I don't believe we haven't argued Dimis forehand in 2021 have we?

But no yokes, I think Dimitrovs defensive ability and scrambling are severely underrated, while Nishikori's return and defensive game are perahps a bit overrated?
 

Rafa4LifeEver

Hall of Fame
Discuss, I always thought Kei had a better offensive game and had more potential than Dimitrov personally . I consider both as wasted talents but Nishikori even more, probably one of the most frustrating player to watch, especially against the big 4
Both roughly equal imo, but Dimi had a much higher ceiling.
 

Sysyphus

Talk Tennis Guru
But no yokes, I think Dimitrovs defensive ability and scrambling are severely underrated, while Nishikori's return and defensive game are perahps a bit overrated?
dunno




I'd say Grigor is indeed a bit better at the extreme scrambles with his athleticism, but he is certainly also more likely to break down and err if a rally is extended and he is put on the defensive. The one area where he does have a meaningful edge on Kei is in their +1 game behind serve, where Grigor at his best simply has more authority with both the serve and forehand (74% vs 71% won, and hits a winner 25% vs 18%, which is a big difference). On return, Kei is actually superior to him in every single rally length category. Perhaps surprisingly, the meaningful difference between their forehand groundstrokes isn't that Grigor hits more winners or forces more errors, but that he hits fewer errors while doing the same amount of offensive damage. On their backhands, the script is flipped, which is expected.
 

ibbi

Legend
I don't know that there's a huge difference between them in terms of talent. I'd tend to agree based just on watching them that Dimitrov might have the higher ceiling in terms of top level play, but then I'm also not sure he has ever done anything quite as impressive as those back to back to back victories Nishikori had over Raonic (in a strong contender for his career year), Wawrinka (AO champion, and semifinalist there the year before) and Djokovic (Djokovic) at the 2014 US Open. Not to mention the beating he was giving Nadal in Madrid before the carriage turned back into a pumpkin.

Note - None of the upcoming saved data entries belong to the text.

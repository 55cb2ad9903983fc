//! Network transport layer
//!
//! A transport moves one [`ModbusRequest`] to the device and brings back
//! the matching [`ModbusResponse`]. It owns the socket; nothing above it
//! touches the stream directly.
//!
//! Only Modbus TCP is provided. Frames are `MBAP header + unit id + PDU`:
//!
//! ```text
//! | transaction id (2) | protocol id (2) | length (2) | unit id (1) | PDU (n) |
//! ```

use std::net::SocketAddr;
use std::time::Duration;

use bytes::{Buf, BufMut, BytesMut};
use tokio::io::{AsyncReadExt, AsyncWriteExt};
use tokio::net::TcpStream;
use tracing::{debug, warn};

use crate::constants::{MAX_MBAP_LENGTH, MBAP_HEADER_LEN, MBAP_PROTOCOL_ID};
use crate::error::{ModbusError, ModbusResult};
use crate::pdu::{request_pdu, ModbusPdu};
use crate::protocol::{ModbusRequest, ModbusResponse};

/// Counters kept by every transport.
#[derive(Debug, Clone, Copy, Default, PartialEq, Eq)]
pub struct TransportStats {
    pub requests_sent: u64,
    pub responses_received: u64,
    pub errors: u64,
    pub timeouts: u64,
    pub bytes_sent: u64,
    pub bytes_received: u64,
}

/// Request/response exchange with a single device.
pub trait ModbusTransport: Send + Sync {
    /// Send a request and wait for its response.
    fn request(
        &mut self,
        request: &ModbusRequest,
    ) -> impl std::future::Future<Output = ModbusResult<ModbusResponse>> + Send;

    /// Whether the transport believes its connection is usable.
    fn is_connected(&self) -> bool;

    /// Close the connection.
    fn close(&mut self) -> impl std::future::Future<Output = ModbusResult<()>> + Send;

    /// Snapshot of the transport counters.
    fn get_stats(&self) -> TransportStats;
}

/// How far an exchange got before it stopped.
#[derive(Debug, Clone, Copy, PartialEq, Eq)]
enum Progress {
    Writing,
    AwaitingResponse,
    ReadingFrame,
}

/// Modbus TCP transport.
#[derive(Debug)]
pub struct TcpTransport {
    pub address: SocketAddr,
    stream: Option<TcpStream>,
    timeout: Duration,
    transaction_id: u16,
    stats: TransportStats,
    packet_logging: bool,
}

impl TcpTransport {
    /// Connect to `address`, giving up after `timeout`.
    pub async fn new(address: SocketAddr, timeout: Duration) -> ModbusResult<Self> {
        let timeout_ms = timeout.as_millis() as u64;
        let stream = tokio::time::timeout(timeout, TcpStream::connect(address))
            .await
            .map_err(|_| ModbusError::connection(format!("Connect to {} timed out after {}ms", address, timeout_ms)))?
            .map_err(|e| ModbusError::connection(format!("Failed to connect to {}: {}", address, e)))?;

        stream.set_nodelay(true)?;
        debug!("TCP transport connected to {}", address);

        Ok(Self {
            address,
            stream: Some(stream),
            timeout,
            transaction_id: 0,
            stats: TransportStats::default(),
            packet_logging: false,
        })
    }

    /// Log every frame sent and received at debug level
    pub fn set_packet_logging(&mut self, enabled: bool) {
        self.packet_logging = enabled;
    }

    fn next_transaction_id(&mut self) -> u16 {
        self.transaction_id = self.transaction_id.wrapping_add(1);
        self.transaction_id
    }

    async fn exchange(
        stream: &mut TcpStream,
        stats: &mut TransportStats,
        frame: &[u8],
        transaction_id: u16,
        packet_logging: bool,
        progress: &mut Progress,
    ) -> ModbusResult<ModbusPdu> {
        if packet_logging {
            debug!("TX [{}]: {:02X?}", transaction_id, frame);
        }
        *progress = Progress::Writing;
        stream.write_all(frame).await?;
        stats.bytes_sent += frame.len() as u64;

        loop {
            // A single byte is either read or not, so waiting here can be
            // cancelled without losing frame alignment.
            *progress = Progress::AwaitingResponse;
            let mut header = [0u8; MBAP_HEADER_LEN];
            header[0] = stream.read_u8().await?;
            *progress = Progress::ReadingFrame;
            stream.read_exact(&mut header[1..]).await?;

            let mut cursor = &header[..];
            let received_id = cursor.get_u16();
            let protocol_id = cursor.get_u16();
            let length = cursor.get_u16() as usize;

            if protocol_id != MBAP_PROTOCOL_ID {
                return Err(ModbusError::frame(format!(
                    "Unexpected protocol id {}",
                    protocol_id
                )));
            }
            if !(2..=MAX_MBAP_LENGTH).contains(&length) {
                return Err(ModbusError::frame(format!("Invalid MBAP length {}", length)));
            }

            let mut body = vec![0u8; length];
            stream.read_exact(&mut body).await?;
            stats.bytes_received += (MBAP_HEADER_LEN + length) as u64;

            if packet_logging {
                debug!("RX [{}]: {:02X?} {:02X?}", received_id, header, body);
            }

            // A response that arrives after its request timed out is still in
            // the stream; skip it rather than treating the socket as broken.
            if received_id != transaction_id {
                debug!(
                    "Discarding stale response: transaction {} (expected {})",
                    received_id, transaction_id
                );
                continue;
            }

            return ModbusPdu::from_slice(&body[1..]);
        }
    }
}

impl ModbusTransport for TcpTransport {
    async fn request(&mut self, request: &ModbusRequest) -> ModbusResult<ModbusResponse> {
        let pdu = request_pdu(request)?;
        let transaction_id = self.next_transaction_id();

        let mut frame = BytesMut::with_capacity(MBAP_HEADER_LEN + 1 + pdu.len());
        frame.put_u16(transaction_id);
        frame.put_u16(MBAP_PROTOCOL_ID);
        frame.put_u16((pdu.len() + 1) as u16);
        frame.put_u8(request.slave_id);
        frame.put_slice(pdu.as_slice());

        let Some(stream) = self.stream.as_mut() else {
            return Err(ModbusError::connection(format!(
                "Not connected to {}",
                self.address
            )));
        };

        self.stats.requests_sent += 1;
        let mut progress = Progress::Writing;
        let exchange = Self::exchange(
            stream,
            &mut self.stats,
            &frame,
            transaction_id,
            self.packet_logging,
            &mut progress,
        );

        let result = tokio::time::timeout(self.timeout, exchange).await;
        match result {
            Ok(Ok(pdu)) => {
                self.stats.responses_received += 1;
                pdu.into_response(request)
            }
            Ok(Err(e)) => {
                self.stats.errors += 1;
                if e.is_connection_fault() {
                    warn!("Connection to {} lost: {}", self.address, e);
                    self.stream = None;
                }
                Err(e)
            }
            Err(_) => {
                self.stats.timeouts += 1;
                // Part of a frame is in flight; the stream cannot be reused.
                if progress != Progress::AwaitingResponse {
                    warn!(
                        "Timed out mid-frame on {}, dropping connection",
                        self.address
                    );
                    self.stream = None;
                }
                Err(ModbusError::timeout(
                    format!("{} @ {}", request.function, request.address),
                    self.timeout.as_millis() as u64,
                ))
            }
        }
    }

    fn is_connected(&self) -> bool {
        self.stream.is_some()
    }

    async fn close(&mut self) -> ModbusResult<()> {
        if let Some(mut stream) = self.stream.take() {
            stream.shutdown().await?;
            debug!("TCP transport to {} closed", self.address);
        }
        Ok(())
    }

    fn get_stats(&self) -> TransportStats {
        self.stats
    }
}

#[cfg(test)]
mod tests {
    use super::*;
    use crate::pdu::PduBuilder;
    use crate::protocol::ModbusFunction;
    use tokio::net::TcpListener;

    /// Accept one connection and answer every request with `reply(request)`.
    async fn spawn_responder<F>(reply: F) -> SocketAddr
    where
        F: Fn(&[u8]) -> Option<Vec<u8>> + Send + 'static,
    {
        let listener = TcpListener::bind("127.0.0.1:0").await.unwrap();
        let addr = listener.local_addr().unwrap();
        tokio::spawn(async move {
            let (mut socket, _) = listener.accept().await.unwrap();
            loop {
                let mut header = [0u8; 7];
                if socket.read_exact(&mut header).await.is_err() {
                    return;
                }
                let length = u16::from_be_bytes([header[4], header[5]]) as usize;
                let mut pdu = vec![0u8; length - 1];
                socket.read_exact(&mut pdu).await.unwrap();

                let Some(answer) = reply(&pdu) else {
                    continue;
                };
                let mut frame = Vec::new();
                frame.extend_from_slice(&header[0..4]);
                frame.extend_from_slice(&((answer.len() + 1) as u16).to_be_bytes());
                frame.push(header[6]);
                frame.extend_from_slice(&answer);
                socket.write_all(&frame).await.unwrap();
            }
        });
        addr
    }

    #[tokio::test]
    async fn test_read_registers_over_tcp() {
        let addr = spawn_responder(|_| {
            Some(
                PduBuilder::build_read_response(ModbusFunction::ReadHoldingRegisters, &[0x1234, 0x5678])
                    .unwrap()
                    .as_slice()
                    .to_vec(),
            )
        })
        .await;

        let mut transport = TcpTransport::new(addr, Duration::from_secs(1)).await.unwrap();
        let request = ModbusRequest::new(1, ModbusFunction::ReadHoldingRegisters, 0, 2);
        let response = transport.request(&request).await.unwrap();

        assert_eq!(response.parse_registers().unwrap(), vec![0x1234, 0x5678]);
        let stats = transport.get_stats();
        assert_eq!(stats.requests_sent, 1);
        assert_eq!(stats.responses_received, 1);
        assert!(stats.bytes_sent > 0);

        transport.close().await.unwrap();
        assert!(!transport.is_connected());
    }

    #[tokio::test]
    async fn test_exception_is_not_a_connection_fault() {
        let addr = spawn_responder(|_| {
            Some(
                PduBuilder::build_exception(ModbusFunction::ReadInputRegisters, 0x02)
                    .unwrap()
                    .as_slice()
                    .to_vec(),
            )
        })
        .await;

        let mut transport = TcpTransport::new(addr, Duration::from_secs(1)).await.unwrap();
        let request = ModbusRequest::new(1, ModbusFunction::ReadInputRegisters, 999, 1);
        let err = transport.request(&request).await.unwrap_err();

        assert!(matches!(err, ModbusError::Exception { .. }));
        assert!(transport.is_connected());
    }

    #[tokio::test]
    async fn test_timeout_keeps_connection() {
        let addr = spawn_responder(|_| None).await;

        let mut transport = TcpTransport::new(addr, Duration::from_millis(50)).await.unwrap();
        let request = ModbusRequest::new(1, ModbusFunction::ReadInputRegisters, 0, 1);
        let err = transport.request(&request).await.unwrap_err();

        assert!(err.is_timeout());
        assert!(transport.is_connected());
        assert_eq!(transport.get_stats().timeouts, 1);
    }

    #[tokio::test]
    async fn test_timeout_mid_frame_drops_connection() {
        let listener = TcpListener::bind("127.0.0.1:0").await.unwrap();
        let addr = listener.local_addr().unwrap();
        tokio::spawn(async move {
            let (mut socket, _) = listener.accept().await.unwrap();
            let mut request = [0u8; 12];
            socket.read_exact(&mut request).await.unwrap();
            // Start a response header, then stall.
            socket.write_all(&request[0..3]).await.unwrap();
            tokio::time::sleep(Duration::from_secs(5)).await;
        });

        let mut transport = TcpTransport::new(addr, Duration::from_millis(100)).await.unwrap();
        let request = ModbusRequest::new(1, ModbusFunction::ReadInputRegisters, 0, 1);
        let err = transport.request(&request).await.unwrap_err();

        assert!(err.is_timeout());
        assert!(!transport.is_connected());
        assert_eq!(transport.get_stats().timeouts, 1);
    }

    #[tokio::test]
    async fn test_connect_refused() {
        // Bind then drop to get a port with nobody listening.
        let listener = TcpListener::bind("127.0.0.1:0").await.unwrap();
        let addr = listener.local_addr().unwrap();
        drop(listener);

        let result = TcpTransport::new(addr, Duration::from_millis(500)).await;
        assert!(matches!(result, Err(ModbusError::Connection { .. })));
    }
}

Granted, Grigor has the bigger titles, but let's be real (cool as the Del Potro victory was) the Cincinnati title was not exactly a mind blower, and Nick was the principle star of most of that week, and in London whatever real work needed doing Goffin did for him.
 
P

PETEhammer

Guest
In analyzing Dimitrov and Nishikori as models, one is using the word "talented" very loosely
 

Red Rick

Bionic Poster
dunno




I'd say Grigor is indeed a bit better at the extreme scrambles with his athleticism, but he is certainly also more likely to break down and err if a rally is extended and he is put on the defensive. The one area where he does have a meaningful edge on Kei is in their +1 game behind serve, where Grigor at his best simply has more authority with both the serve and forehand (74% vs 71% won, and hits a winner 25% vs 18%, which is a big difference). On return, Kei is actually superior to him in every single rally length category. Perhaps surprisingly, the meaningful difference between their forehand groundstrokes isn't that Grigor hits more winners or forces more errors, but that he hits fewer errors while doing the same amount of offensive damage. On their backhands, the script is flipped, which is expected.
I didn't mean to imply Kei isn't the better returner, he is. But I feel his return is underwhelming for the supposed type of player he is at the top level, if you say compare him to Ferrer his return stats are a LOT worse.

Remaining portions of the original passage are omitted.